**WHAT NEEDS TO BE DONE**
Scan the entries that follow for the word "base", then report every line in which it appears.

**MATERIAL SUPPLIED**
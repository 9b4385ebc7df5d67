// Window data model: committed percentage geometry, partial patches, and transient deltas.

use serde::{Deserialize, Serialize};

use crate::geometry::{bounded, percentage_to_unit, PixelRect, PixelSize};

/// Position and size of a window as percentages (0–100) of its boundary container.
///
/// At every committed state: `left >= 0`, `top >= 0`, `left + width <= 100`,
/// `top + height <= 100`.
#[derive(Debug, Clone, Copy, PartialEq, Default, Serialize, Deserialize)]
pub struct WindowGeometry {
    pub top: f64,
    pub left: f64,
    pub width: f64,
    pub height: f64,
}

/// Floating point slack allowed by [`WindowGeometry::satisfies_bounds`].
const BOUNDS_EPSILON: f64 = 1e-9;

impl WindowGeometry {
    pub const fn new(top: f64, left: f64, width: f64, height: f64) -> Self {
        Self {
            top,
            left,
            width,
            height,
        }
    }

    /// Pixel rect this geometry occupies inside `container`.
    pub fn project(&self, container: PixelSize) -> PixelRect {
        PixelRect::new(
            percentage_to_unit(self.left, container.width),
            percentage_to_unit(self.top, container.height),
            percentage_to_unit(self.width, container.width),
            percentage_to_unit(self.height, container.height),
        )
    }

    /// Whether the geometry lies fully inside the 0–100 space.
    pub fn satisfies_bounds(&self) -> bool {
        self.left >= -BOUNDS_EPSILON
            && self.top >= -BOUNDS_EPSILON
            && self.width >= -BOUNDS_EPSILON
            && self.height >= -BOUNDS_EPSILON
            && self.left + self.width <= 100.0 + BOUNDS_EPSILON
            && self.top + self.height <= 100.0 + BOUNDS_EPSILON
    }

    /// Closest geometry that satisfies the committed-state invariant.
    ///
    /// Sizes are capped at 100 first, then positions are pulled back inside.
    #[must_use]
    pub fn confined(&self) -> Self {
        let width = bounded(self.width, 0.0, 100.0);
        let height = bounded(self.height, 0.0, 100.0);
        Self {
            top: bounded(self.top, 0.0, 100.0 - height),
            left: bounded(self.left, 0.0, 100.0 - width),
            width,
            height,
        }
    }
}

/// A partial [`WindowGeometry`]: only the fields an interaction changed.
#[derive(Debug, Clone, Copy, PartialEq, Default, Serialize, Deserialize)]
pub struct GeometryPatch {
    #[serde(default, skip_serializing_if = "Option::is_none")]
    pub top: Option<f64>,
    #[serde(default, skip_serializing_if = "Option::is_none")]
    pub left: Option<f64>,
    #[serde(default, skip_serializing_if = "Option::is_none")]
    pub width: Option<f64>,
    #[serde(default, skip_serializing_if = "Option::is_none")]
    pub height: Option<f64>,
}

impl GeometryPatch {
    /// True when no field is set.
    pub fn is_empty(&self) -> bool {
        self.top.is_none() && self.left.is_none() && self.width.is_none() && self.height.is_none()
    }

    /// Key-by-key merge; fields set in `later` overwrite fields set in `self`.
    #[must_use]
    pub fn merge(self, later: Self) -> Self {
        Self {
            top: later.top.or(self.top),
            left: later.left.or(self.left),
            width: later.width.or(self.width),
            height: later.height.or(self.height),
        }
    }

    /// The geometry obtained by overwriting `base` with every set field.
    pub fn apply_to(&self, base: &WindowGeometry) -> WindowGeometry {
        WindowGeometry {
            top: self.top.unwrap_or(base.top),
            left: self.left.unwrap_or(base.left),
            width: self.width.unwrap_or(base.width),
            height: self.height.unwrap_or(base.height),
        }
    }

    /// Read from `geometry` exactly the fields that are set in `self`.
    #[must_use]
    pub fn pick(&self, geometry: &WindowGeometry) -> Self {
        Self {
            top: self.top.map(|_| geometry.top),
            left: self.left.map(|_| geometry.left),
            width: self.width.map(|_| geometry.width),
            height: self.height.map(|_| geometry.height),
        }
    }
}

/// In-flight offsets applied on top of committed geometry while a session runs.
///
/// `top_diff`/`left_diff` are pixels (rendered as a translation);
/// `width_diff`/`height_diff` are percentage points.
#[derive(Debug, Clone, Copy, PartialEq, Default)]
pub struct TransientDelta {
    pub top_diff: f64,
    pub left_diff: f64,
    pub width_diff: f64,
    pub height_diff: f64,
}

impl TransientDelta {
    /// Overwrite the fields set in `patch`; unset fields keep their value.
    pub fn apply(&mut self, patch: DeltaPatch) {
        if let Some(v) = patch.top_diff {
            self.top_diff = v;
        }
        if let Some(v) = patch.left_diff {
            self.left_diff = v;
        }
        if let Some(v) = patch.width_diff {
            self.width_diff = v;
        }
        if let Some(v) = patch.height_diff {
            self.height_diff = v;
        }
    }

    pub fn is_zero(&self) -> bool {
        *self == Self::default()
    }
}

/// Partial [`TransientDelta`] produced by resolving one resize direction.
#[derive(Debug, Clone, Copy, PartialEq, Default)]
pub struct DeltaPatch {
    pub top_diff: Option<f64>,
    pub left_diff: Option<f64>,
    pub width_diff: Option<f64>,
    pub height_diff: Option<f64>,
}

impl DeltaPatch {
    /// Key-by-key merge; fields set in `later` win.
    #[must_use]
    pub fn merge(self, later: Self) -> Self {
        Self {
            top_diff: later.top_diff.or(self.top_diff),
            left_diff: later.left_diff.or(self.left_diff),
            width_diff: later.width_diff.or(self.width_diff),
            height_diff: later.height_diff.or(self.height_diff),
        }
    }
}

/// A cardinal edge of a window.
#[derive(Debug, Clone, Copy, PartialEq, Eq, Hash)]
pub enum Direction {
    Top,
    Right,
    Bottom,
    Left,
}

**ANSWER TO THIS PROBLEM**
    /// The geometry obtained by overwriting `base` with every set field.
    pub fn apply_to(&self, base: &WindowGeometry) -> WindowGeometry {
            top: self.top.unwrap_or(base.top),
            left: self.left.unwrap_or(base.left),
            width: self.width.unwrap_or(base.width),
            height: self.height.unwrap_or(base.height),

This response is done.